Снова Воронин подумал, что недооценил полковника из фашистской разведки. Пока полковник выигрывает. Постепенно и деликатно прибирает Воронина к рукам, использует в собственных интересах. И нельзя сопротивляться. До той поры, покуда диверсанты не высадятся в тайге, Воронин обязан подчиняться, и полковник про это не забывает.
Вот появится у Воронина своя «легенда». Добросовестная. Хитрить с нею тоже нельзя, попадешься на первой же мелочи. А когда «легенда» и документы будут готовы, Александр Гаевич Воронин вообще может бесследно исчезнуть, если это понадобится немцам.
Он изобрел себе «легенду». Сфотографировался для будущих документов. Диверсант, приносивший ему гражданскую одежду (настоящие москвошвеевские рубахи, довоенные галстуки-регаты с вечным узлом), деловито предупредил:
— Приказано полный маскарад сделать. Чтоб карточки не смахивали на твои прежние… Ты для партбилета в чем фотографировался?
— В скафандре водолазном, — сказал Воронин.
К мелким ловушкам он уже начинал привыкать.
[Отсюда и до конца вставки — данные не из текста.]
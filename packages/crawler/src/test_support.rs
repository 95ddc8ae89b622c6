//! In-memory fetcher and fixtures shared by the crawler tests.

use std::collections::BTreeMap;
use std::sync::Mutex;
use std::sync::atomic::{AtomicUsize, Ordering};
use std::time::Duration;

use rental_crawl_listing_models::{Markup, Region, RegionConfig, RegionToken};
use rental_crawl_scraper::{Identity, PageFetcher, ScrapeError};

use crate::rules::SiteRules;

/// Serves canned bodies by exact URL; unknown URLs answer 404.
#[derive(Debug, Default)]
pub struct StaticFetcher {
    pages: BTreeMap<String, String>,
    delay: Option<Duration>,
    in_flight: AtomicUsize,
    max_in_flight: AtomicUsize,
    requested: Mutex<Vec<String>>,
    user_agents: Mutex<Vec<String>>,
}

impl StaticFetcher {
    pub fn new() -> Self {
        Self::default()
    }

    pub fn with_page(mut self, url: &str, body: &str) -> Self {
        self.pages.insert(url.to_owned(), body.to_owned());
        self
    }

    pub fn with_delay(mut self, delay: Duration) -> Self {
        self.delay = Some(delay);
        self
    }

    pub fn max_in_flight(&self) -> usize {
        self.max_in_flight.load(Ordering::SeqCst)
    }

    pub fn requested_urls(&self) -> Vec<String> {
        self.requested.lock().unwrap().clone()
    }

    /// User agents presented, one per request, in arrival order.
    pub fn user_agents(&self) -> Vec<String> {
        self.user_agents.lock().unwrap().clone()
    }
}

impl PageFetcher for StaticFetcher {
    async fn fetch_text(&self, url: &str, identity: &Identity) -> Result<String, ScrapeError> {
        self.requested.lock().unwrap().push(url.to_owned());
        self.user_agents
            .lock()
            .unwrap()
            .push(identity.user_agent.clone());

        let now = self.in_flight.fetch_add(1, Ordering::SeqCst) + 1;
        self.max_in_flight.fetch_max(now, Ordering::SeqCst);

        if let Some(delay) = self.delay {
            tokio::time::sleep(delay).await;
        }

        self.in_flight.fetch_sub(1, Ordering::SeqCst);

        self.pages
            .get(url)
            .cloned()
            .ok_or_else(|| ScrapeError::Status {
                url: url.to_owned(),
                status: 404,
            })
    }
}

pub fn config() -> RegionConfig {
    RegionConfig {
        name: "台北市".to_string(),
        region_ids: vec![RegionToken::Number(1)],
        index_url: "https://example.com/list?region={region}&page={page}".to_string(),
        query_suffix: None,
        detail_url: "https://example.com/rent/{id}".to_string(),
        markup: Markup::default(),
    }
}

pub fn site() -> SiteRules {
    SiteRules::compile(config()).unwrap()
}

pub fn taipei() -> Region {
    config().regions().remove(0)
}

/// Index page with one listing link per id and a single pagination item.
pub fn index_page(ids: &[&str]) -> String {
    let links: String = ids
        .iter()
        .map(|id| format!(r#"<a class="link v-middle" href="/rent/{id}">{id}</a>"#))
        .collect();
    format!(r#"<html><body><ul><li data-v-779297d8="">1</li></ul>{links}</body></html>"#)
}

/// Detail page with every field present.
pub fn detail_page() -> String {
    r#"<html><head>
        <script>window.map = { latitude: 25.03, longitude: 121.56 };</script>
    </head><body>
        <span data-v-588d0396="">屋主: 王先生</span>
        <span data-v-588d0396="">35,000元/月</span>
        <span data-v-588d0396="">0912-345-678</span>
        <div class="address">台北市信義區松仁路100號</div>
        <div class="place">信義區</div>
        <div class="info">30坪</div>
        <div class="info">5F/12F</div>
        <div class="info">辦公</div>
    </body></html>"#
        .to_string()
}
…Крутили теперь по вечерам и «Катюшу», и «Конную Буденного», и утесовские песни. Впрямь получалась обстановка как на курорте — море, сосны, багряные закаты с музыкальным сопровождением.
Волчий курорт.
Будто умывшаяся колодезной водичкой, свеженькая, чистенькая, ясноглазая, появилась на тропинке Наташа. Сестра-хозяюшка, общая любимица, украшение здешних палестин. Наверное, освободясь от хлопот по дому, вышла на свободную охоту.
— О чем задумались, Александр Гаевич?
Как тут всех заботит, о чем ты думаешь! Не утерпят, чтоб не спросить.
— Песни слушаю.
— Нравятся?
— Ничего.
— А мне ужасно они нравятся! Я ведь в Германии родилась и русских песен почти не слышала, разве что старинные… А эти — неожиданные какие-то, непривычные!